Beware of Geeks Bearing Grifts

~ The advice has been given to us for most of our lives. We have all heard them at one time or another. If it sounds too good to be true, it probably is. There's a sucker born every minute. Beware of Greeks bearing gifts. Don't forget caveat emptor (let the buyer beware).
~ Those pieces of advice have served us well over the years. This is a new millennium, we're now in the twenty-first century. The people about whom the old warnings were directed, have become more sophisticated. They have made the transition using new technologies to a new age of scamming.
~ The early warning signs were there, but we paid little attention to them. They knew we wouldn't. Their first foray into modern sting operations was the infomercial. The money that they fronted to the television stations was in short time returned several fold. It only took a few casts into the waters of viewership to reel in enough fish to realize a profit. The money back guarantees were duly paid out, but only a small percentage of the unsatisfied customers ever bothered to return their purchases. Few could be bothered with the hassle of preparing these items to be returned. Indeed, some of the items, especially the various supplemental pills for memory, enhanced sexual performance, etc., cannot be return via the postal system. Federal laws powered by homeland security measures make it impossible to ship medicines and food stuffs, that is impossible unless you are the manufacturer or distributor. It seems that our free enterprise system pulls more weight than homeland security.

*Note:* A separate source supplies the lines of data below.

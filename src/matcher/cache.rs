//! TTL cache for ingredient results.
//!
//! Entries expire after a fixed time-to-live and the cache is bounded, so a
//! long session cannot grow it without limit. Keys cover every input that
//! influences a result, which keeps hits indistinguishable from recomputes.

use std::collections::{BTreeMap, BTreeSet};
use std::time::Duration;

use moka::sync::Cache;

use crate::condition::GutCondition;

use super::result::IngredientAnalysisResult;

/// Compound cache key.
#[derive(Debug, Clone, PartialEq, Eq, Hash)]
pub(crate) struct CacheKey {
    normalized: String,
    conditions: Vec<GutCondition>,
    triggers: [u8; 32],
}

impl CacheKey {
    pub(crate) fn new(
        normalized: &str,
        conditions: &BTreeSet<GutCondition>,
        user_triggers: &BTreeMap<GutCondition, BTreeSet<String>>,
    ) -> Self {
        Self {
            normalized: normalized.to_string(),
            conditions: conditions.iter().copied().collect(),
            triggers: fingerprint(conditions, user_triggers),
        }
    }
}

/// Stable digest of the personal triggers that can influence a match.
fn fingerprint(
    conditions: &BTreeSet<GutCondition>,
    user_triggers: &BTreeMap<GutCondition, BTreeSet<String>>,
) -> [u8; 32] {
    let mut hasher = blake3::Hasher::new();
    for (condition, triggers) in user_triggers {
        if !conditions.contains(condition) {
            continue;
        }
        hasher.update(condition.as_str().as_bytes());
        hasher.update(&[0xff]);
        for trigger in triggers {
            hasher.update(trigger.as_bytes());
            hasher.update(&[0x00]);
        }
    }
    *hasher.finalize().as_bytes()
}

pub(crate) struct ResultCache {
    inner: Cache<CacheKey, IngredientAnalysisResult>,
}

impl ResultCache {
    pub(crate) fn new(capacity: u64, ttl: Duration) -> Self {
        let inner = Cache::builder()
            .max_capacity(capacity)
            .time_to_live(ttl)
            .build();
        Self { inner }
    }

    pub(crate) fn get(&self, key: &CacheKey) -> Option<IngredientAnalysisResult> {
        self.inner.get(key)
    }

    pub(crate) fn insert(&self, key: CacheKey, result: IngredientAnalysisResult) {
        self.inner.insert(key, result);
    }

    pub(crate) fn len(&self) -> u64 {
        self.inner.run_pending_tasks();
        self.inner.entry_count()
    }

    pub(crate) fn clear(&self) {
        self.inner.invalidate_all();
    }
}
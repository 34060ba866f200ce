//! Built-in trigger table.

use std::collections::BTreeSet;

use crate::condition::GutCondition::{self, Additives, Allergies, Gluten, Histamine, IbsFodmap, Lactose, Reflux};
use crate::condition::SeverityLevel::{self, Mild, Moderate, Severe};

use super::{HiddenTrigger, TriggerCategory, TriggerOrigin};

struct Row {
    name: &'static str,
    aliases: &'static [&'static str],
    e_number: Option<&'static str>,
    category: TriggerCategory,
    conditions: &'static [GutCondition],
    severity: SeverityLevel,
    description: &'static str,
    sources: &'static [&'static str],
    alternatives: &'static [&'static str],
    keywords: &'static [&'static str],
}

~ After making a bundle, some of these companies fold up and disappear or go into dormancy. You can tell people until you are blue in the face that these products do not work the way they do in the ads, if they work at all. Still they will spend their money to improve their memory, increase their sexual prowess, or grow new hair. The influence of television is strong, for if they see it there, these products must be legitimate.
~ That was then, this is now and they have newer and better methods to get into our pockets and bank accounts. They use e-mails to send the spam that floods your mail boxes. That same spam that you have to sort through to read mail from your friends and family. First of all if these drugs actually worked, they would be lining the shelves of stores and pharmacies everywhere. Since they are not FDA approved, they must clog your e-mail boxes instead knowing they will get some bites from the too many fish in the sea.
~ Spam blockers, pop-up blockers, and spyware detectors are available to protect us from these cons. Yet for everyone of us who do ignore these ads, there will always be someone who will buy into it hook, line and sinker. The methods of scamming have improved with the technology, but the goals differ little as they try to bilk us for every dime possible. The advice, however that should be heeded is the same and just as effective.
~ If it sounds too good to be true, it probably is. Don't be one of the suckers born every minute. Practice well; buyer beware. Remember, we don't need those Trojan Horse gifts whether Greeks are bearing them or not.
~ Take my new age advice: beware of geeks bearing grifts!